Screaming. Running. Captive. Powerless.

This is what became of Indigenous women—once revered, now stripped of autonomy. They were leaders, warriors, and the lifeblood of their communities, yet colonialism reduced them to shadows, stolen from history and erased from their own narratives. Freedom, a right so fundamental it should never be questioned, became an unattainable luxury for Native women. Their suppression—both literal and figurative—led to their disappearance. And with silence comes escalation. Without acknowledgment, the problem festers.

This writer's mission is simple: to remind the world who Native women once were and to expose the colonial forces that have worked tirelessly to dismantle their power. Their oppression is not an artifact of the past—it is a wound that continues to bleed. To understand how Indigenous women were stripped of their status, we must travel back in time and uncover the ways in which they were perceived, respected, and ultimately dehumanized.
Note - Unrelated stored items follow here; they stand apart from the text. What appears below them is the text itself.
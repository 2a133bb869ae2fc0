//! Listening socket setup.

use std::net::SocketAddr;

use socket2::{Domain, Protocol, Socket, Type};
use tokio::net::{lookup_host, UdpSocket};
use tracing::{info, warn};

use crate::error::{ForwardError, ForwardResult};

/// Resolves `host:port` to its first socket address.
pub async fn resolve_addr(address: &str) -> ForwardResult<SocketAddr> {
    let mut addrs = lookup_host(address).await.map_err(|source| ForwardError::Resolve {
        address: address.to_string(),
        source,
    })?;
    addrs.next().ok_or_else(|| ForwardError::Unresolved {
        address: address.to_string(),
    })
}

/// Binds the listening socket with an enlarged kernel receive buffer.
///
/// Failing to grow the receive buffer is not fatal; the kernel may clamp it
/// (see `net.core.rmem_max`).
pub fn bind_listener(addr: SocketAddr, recv_buffer_size: usize) -> ForwardResult<UdpSocket> {
    let bind_err = |source: std::io::Error| ForwardError::Bind { address: addr, source };

    let socket = Socket::new(Domain::for_address(addr), Type::DGRAM, Some(Protocol::UDP))
        .map_err(bind_err)?;
    if let Err(e) = socket.set_recv_buffer_size(recv_buffer_size) {
        warn!("Failed to set receive buffer to {} bytes: {}", recv_buffer_size, e);
    }
    socket.bind(&addr.into()).map_err(bind_err)?;
    socket.set_nonblocking(true).map_err(bind_err)?;

    let socket = UdpSocket::from_std(socket.into()).map_err(bind_err)?;
    let local = socket.local_addr().map_err(bind_err)?;
    info!(
        address = %local,
        recv_buffer = socket2::SockRef::from(&socket).recv_buffer_size().unwrap_or(0),
        "listening socket bound"
    );
    Ok(socket)
}

#[cfg(test)]
mod tests {
    use super::*;

    #[tokio::test]
    async fn test_resolve_literal() {
        let addr = resolve_addr("127.0.0.1:12201").await.unwrap();
        assert_eq!(addr, "127.0.0.1:12201".parse::<SocketAddr>().unwrap());
    }

    #[tokio::test]
    async fn test_resolve_missing_port() {
        assert!(matches!(
            resolve_addr("127.0.0.1").await,
            Err(ForwardError::Resolve { .. })
        ));
    }

    #[tokio::test]
    async fn test_bind_listener_receives() {
        let listener = bind_listener("127.0.0.1:0".parse().unwrap(), 1024 * 1024).unwrap();
        let addr = listener.local_addr().unwrap();

        let client = UdpSocket::bind("127.0.0.1:0").await.unwrap();
        client.send_to(b"hello", addr).await.unwrap();

        let mut buf = [0u8; 16];
        let (n, from) = listener.recv_from(&mut buf).await.unwrap();
        assert_eq!(&buf[..n], b"hello");
        assert_eq!(from, client.local_addr().unwrap());
    }

    #[tokio::test]
    async fn test_bind_listener_conflict() {
        let first = bind_listener("127.0.0.1:0".parse().unwrap(), 4096).unwrap();
        let taken = first.local_addr().unwrap();
        assert!(matches!(
            bind_listener(taken, 4096),
            Err(ForwardError::Bind { .. })
        ));
    }
}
Reclaiming a Warrior Queen

One of the most powerful figures in this history is Pocasset Sachem Weetamoo, a warrior queen whose leadership was undeniable. An article titled “As Potent A Prince as Any Around Her: Rethinking Weetamoo of the Pocasset and Native Female Leadership in Early America” reclaims the truth about her. In stark contrast to colonial depictions, Weetamoo was not a villain—she was a force to be reckoned with.

The negative perception of Weetamoo largely stems from Mary Rowlandson’s Narrative of Captivity where she is painted as a “spiteful, vain antagonist.” Yet, the reality was far different. Weetamoo had secured the respect and unwavering loyalty of her people. Her authority mirrored European structures of rank and influence, where “status and lineage could transcend gender barriers” (Martino-Trutor, 2015, p. 38). She was not merely tolerated as a female leader—she was revered.

Both the colonists and Native forces recognized her power. William Hubbard, a colonist who sought to sway her allegiance, attempted to recruit her to the English cause. Weetamoo did not submit. Her loyalty was to her people, and they, in turn, stood by her. Her influence was so commanding that nearly 300 warriors followed her into battle—a force equal to that of Prince Philip, who led barely the same number of men (Martino-Trutor, 2015, p. 44). That alone speaks volumes.

Sacred Role of Indigenous Women

Weetamoo was not an exception. She was part of a legacy of Indigenous women who commanded respect, not only as rulers but as the architects of life itself. Their power was undeniable—so undeniable, in fact, that colonial forces made it their mission to erase them.

And so began the cycle of suppression.

Respect for women extended far beyond leadership—it was woven into the very fabric of life itself, seen in the reverence for menstruation and motherhood.

According to Mother of All the Living, a girl’s first menstruation was not met with disgust or secrecy but with celebration, a stark contrast to Old Testament ideologies that would banish a woman from her village when she received her monthly cycle, a shame that the puritan culture held over women. But with the Indigenous, it marked her passage into womanhood, a moment of honor that was recognized with ceremony. This was a time to rejoice, to guide, to prepare. She was taught new skills, further integrating her into the village, strengthening both her place and her purpose.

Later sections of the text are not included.